Leamon D. Brinson v. Department of the Navy

                           UNITED STATES OF AMERICA
                        MERIT SYSTEMS PROTECTION BOARD


     LEAMON D. BRINSON,                              DOCKET NUMBER
                   Appellant,                        DC-0752-14-1129-I-1

                  v.

     DEPARTMENT OF THE NAVY,                         DATE: November 10, 2016
                 Agency.



                  THIS ORDER IS NONPRECEDENTIAL 1

           Steve M. Fesler, Sykesville, Maryland, for the appellant.

           Tracy W. Lin, Esquire, Washington, D.C., for the agency.

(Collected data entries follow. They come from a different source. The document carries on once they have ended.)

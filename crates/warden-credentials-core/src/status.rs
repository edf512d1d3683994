// Copyright (c) 2025 Geoffrey Huntley <ghuntley@ghuntley.com>. All rights reserved.
// SPDX-License-Identifier: Proprietary

//! Token and credential state machines.

use serde::{Deserialize, Serialize};

/// Status of a store's engine access token.
///
/// ```text
/// current ──claim──▶ maintaining ──renewed──▶ current
///    │                    │
///    └──rotate──▶ revoke ◀┴──invalid / retry ceiling
///                   │
///                   └──revoked upstream──▶ expired (terminal)
/// ```
#[derive(Debug, Clone, Copy, PartialEq, Eq, Hash, Serialize, Deserialize)]
#[serde(rename_all = "snake_case")]
pub enum TokenStatus {
	Current,
	Maintaining,
	Revoke,
	Expired,
}

impl TokenStatus {
	pub fn as_str(&self) -> &'static str {
		match self {
			TokenStatus::Current => "current",
			TokenStatus::Maintaining => "maintaining",
			TokenStatus::Revoke => "revoke",
			TokenStatus::Expired => "expired",
		}
	}

	/// Whether a token in this status may be presented to the engine.
	pub fn is_usable(&self) -> bool {
		matches!(self, TokenStatus::Current | TokenStatus::Maintaining)
	}

	/// Whether `self → next` is an edge of the state machine.
	pub fn can_transition_to(&self, next: TokenStatus) -> bool {
		use TokenStatus::*;
		matches!(
			(self, next),
			(Current, Maintaining)
				| (Maintaining, Current)
				| (Current, Revoke)
				| (Maintaining, Revoke)
				| (Revoke, Expired)
		)
	}
}

impl std::fmt::Display for TokenStatus {
	fn fmt(&self, f: &mut std::fmt::Formatter<'_>) -> std::fmt::Result {
		f.write_str(self.as_str())
	}
}

impl std::str::FromStr for TokenStatus {
	type Err = String;

	fn from_str(s: &str) -> Result<Self, Self::Err> {
		match s {
			"current" => Ok(TokenStatus::Current),
			"maintaining" => Ok(TokenStatus::Maintaining),
			"revoke" => Ok(TokenStatus::Revoke),
			"expired" => Ok(TokenStatus::Expired),
			_ => Err(format!("unknown token status: {s}")),
		}
	}
}

/// Status of an issued dynamic credential's lease.
#[derive(Debug, Clone, Copy, PartialEq, Eq, Hash, Serialize, Deserialize)]
#[serde(rename_all = "snake_case")]
pub enum CredentialStatus {
	Active,
	/// Waiting for the lease to be revoked upstream.
	Revoke,
	Revoked,
	Expired,
}

impl CredentialStatus {
	pub fn as_str(&self) -> &'static str {
		match self {
			CredentialStatus::Active => "active",
			CredentialStatus::Revoke => "revoke",
			CredentialStatus::Revoked => "revoked",
			CredentialStatus::Expired => "expired",
		}
	}
}

impl std::fmt::Display for CredentialStatus {
	fn fmt(&self, f: &mut std::fmt::Formatter<'_>) -> std::fmt::Result {
		f.write_str(self.as_str())
	}
}

impl std::str::FromStr for CredentialStatus {
	type Err = String;

	fn from_str(s: &str) -> Result<Self, Self::Err> {
		match s {
			"active" => Ok(CredentialStatus::Active),
			"revoke" => Ok(CredentialStatus::Revoke),
			"revoked" => Ok(CredentialStatus::Revoked),
			"expired" => Ok(CredentialStatus::Expired),
			_ => Err(format!("unknown credential status: {s}")),
		}
	}
}

/// The slot of a session a credential fulfils.
#[derive(Debug, Clone, Copy, PartialEq, Eq, Hash, Serialize, Deserialize)]
#[serde(rename_all = "snake_case")]
pub enum CredentialPurpose {
	/// Returned to the client which uses it against the target itself.
	Brokered,
	/// Injected by the proxy into the connection to the target.
	Injected,
}

impl CredentialPurpose {
	pub fn as_str(&self) -> &'static str {
		match self {
			CredentialPurpose::Brokered => "brokered",
			CredentialPurpose::Injected => "injected",
		}
	}
}

impl std::fmt::Display for CredentialPurpose {
	fn fmt(&self, f: &mut std::fmt::Formatter<'_>) -> std::fmt::Result {
		f.write_str(self.as_str())
	}
}

impl std::str::FromStr for CredentialPurpose {
	type Err = String;

	fn from_str(s: &str) -> Result<Self, Self::Err> {
		match s {
			"brokered" => Ok(CredentialPurpose::Brokered),
			"injected" => Ok(CredentialPurpose::Injected),
			_ => Err(format!("unknown credential purpose: {s}")),
		}
	}
}
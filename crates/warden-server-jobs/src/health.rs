// Copyright (c) 2025 Geoffrey Huntley <ghuntley@ghuntley.com>. All rights reserved.
// SPDX-License-Identifier: Proprietary

use chrono::{DateTime, Utc};
use serde::Serialize;
pub use warden_server_credentials::HealthState;
use warden_server_credentials::StoreHealth;

use crate::types::TickReport;

#[derive(Debug, Clone, Serialize)]
pub struct LastTickInfo {
	pub started_at: DateTime<Utc>,
	pub duration_ms: i64,
	pub report: TickReport,
}

#[derive(Debug, Clone, Serialize)]
pub struct SchedulerHealth {
	pub status: HealthState,
	pub running: bool,
	pub last_tick: Option<LastTickInfo>,
	pub consecutive_failures: u32,
	pub next_wake: Option<DateTime<Utc>>,
}

#[derive(Debug, Clone, Serialize)]
pub struct HealthStatus {
	/// Worst state across the scheduler and every store.
	pub status: HealthState,
	pub scheduler: SchedulerHealth,
	pub stores: Vec<StoreHealth>,
}

pub(crate) fn determine_health_state(
	last_tick: Option<&LastTickInfo>,
	consecutive_failures: u32,
) -> HealthState {
	match last_tick {
		None => HealthState::Healthy,
		Some(tick) if !tick.report.has_failures() => HealthState::Healthy,
		Some(_) => {
			if consecutive_failures >= 3 {
				HealthState::Unhealthy
			} else if consecutive_failures >= 1 {
				HealthState::Degraded
			} else {
				HealthState::Healthy
			}
		}
	}
}
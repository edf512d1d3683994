// Copyright (c) 2025 Geoffrey Huntley <ghuntley@ghuntley.com>. All rights reserved.
// SPDX-License-Identifier: Proprietary

//! Fixtures for tests in this and dependent crates.

use chrono::{DateTime, Duration, TimeZone, Utc};
use sqlx::sqlite::{SqliteConnectOptions, SqlitePool, SqlitePoolOptions};
use std::str::FromStr;
use warden_credentials_core::{Expiration, ScopeId, StoreId};

use crate::vault::{NewStore, NewToken, StoreSettings};

/// In-memory database with the full schema.
///
/// A single connection is used so every query sees the same database.
pub async fn create_test_pool() -> SqlitePool {
	let options = SqliteConnectOptions::from_str("sqlite::memory:")
		.unwrap()
		.foreign_keys(true);

	let pool = SqlitePoolOptions::new()
		.max_connections(1)
		.idle_timeout(None)
		.max_lifetime(None)
		.connect_with(options)
		.await
		.expect("Failed to create test pool");

	crate::run_migrations(&pool)
		.await
		.expect("Failed to run migrations");
	pool
}

/// A fixed instant used as "now" throughout tests.
pub fn t0() -> DateTime<Utc> {
	Utc.with_ymd_and_hms(2025, 6, 1, 12, 0, 0).unwrap()
}

pub fn new_store(scope_id: &str, name: Option<&str>) -> NewStore {
	NewStore {
		public_id: StoreId::generate(),
		scope_id: ScopeId::parse(scope_id).unwrap(),
		settings: StoreSettings {
			name: name.map(str::to_string),
			description: None,
			vault_address: "https://vault.example.com:8200".to_string(),
			namespace: None,
			ca_cert: None,
			tls_server_name: None,
			tls_skip_verify: false,
		},
	}
}

/// A token with placeholder ciphertext. `ttl = None` never expires.
pub fn new_token(token_hmac: &[u8], last_renewal: DateTime<Utc>, ttl: Option<Duration>) -> NewToken {
	NewToken {
		token_hmac: token_hmac.to_vec(),
		ciphertext: [b"enc:".as_slice(), token_hmac].concat(),
		key_id: "test-key".to_string(),
		last_renewal_time: last_renewal,
		expiration: Expiration::from_option(ttl.map(|ttl| last_renewal + ttl)),
	}
}
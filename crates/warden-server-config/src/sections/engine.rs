// Copyright (c) 2025 Geoffrey Huntley <ghuntley@ghuntley.com>. All rights reserved.
// SPDX-License-Identifier: Proprietary

//! Secrets engine client configuration.

use serde::{Deserialize, Serialize};
use std::time::Duration;

const DEFAULT_REQUEST_TIMEOUT_SECS: u64 = 30;

#[derive(Debug, Clone, Default, Serialize, Deserialize, PartialEq)]
pub struct EngineConfigLayer {
	pub request_timeout_secs: Option<u64>,
	pub allow_insecure: Option<bool>,
}

impl EngineConfigLayer {
	pub fn merge(&mut self, other: Self) {
		if other.request_timeout_secs.is_some() {
			self.request_timeout_secs = other.request_timeout_secs;
		}
		if other.allow_insecure.is_some() {
			self.allow_insecure = other.allow_insecure;
		}
	}

	pub fn finalize(self) -> EngineConfig {
		EngineConfig {
			request_timeout_secs: self
				.request_timeout_secs
				.unwrap_or(DEFAULT_REQUEST_TIMEOUT_SECS),
			allow_insecure: self.allow_insecure.unwrap_or(false),
		}
	}
}

#[derive(Debug, Clone, Serialize, Deserialize, PartialEq)]
pub struct EngineConfig {
	pub request_timeout_secs: u64,
	/// Permit `http://` engine addresses. Local development only.
	pub allow_insecure: bool,
}

impl EngineConfig {
	pub fn request_timeout(&self) -> Duration {
		Duration::from_secs(self.request_timeout_secs)
	}
}

impl Default for EngineConfig {
	fn default() -> Self {
		EngineConfigLayer::default().finalize()
	}
}

#[cfg(test)]
mod tests {
	use super::*;

	#[test]
	fn test_defaults() {
		let config = EngineConfig::default();
		assert_eq!(config.request_timeout(), Duration::from_secs(30));
		assert!(!config.allow_insecure);
	}

	#[test]
	fn test_deserialize_partial() {
		let layer: EngineConfigLayer = toml::from_str("allow_insecure = true").unwrap();
		assert_eq!(layer.allow_insecure, Some(true));
		assert!(layer.request_timeout_secs.is_none());
	}
}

                                           BEFORE

                              Susan Tsui Grundmann, Chairman
                                 Mark A. Robbins, Member


                                     REMAND ORDER

¶1         The appellant has filed a petition for review of the initial decision, which
     sustained his removal.      For the reasons discussed below, we GRANT the
     appellant’s petition for review, VACATE the initial decision, and REMAND the
     case to the regional office for further adjudication in accordance with this Order.



     1
        A nonprecedential order is one that the Board has determined does not add
     significantly to the body of MSPB case law. Parties may cite nonprecedential orders,
     but such orders have no precedential value; the Board and administrative judges are not
     required to follow or distinguish them in any future decisions. In contrast, a
     precedential decision issued as an Opinion and Order has been identified by the Board
     as significantly contributing to the Board’s case law. See 5 C.F.R. § 1201.117(c).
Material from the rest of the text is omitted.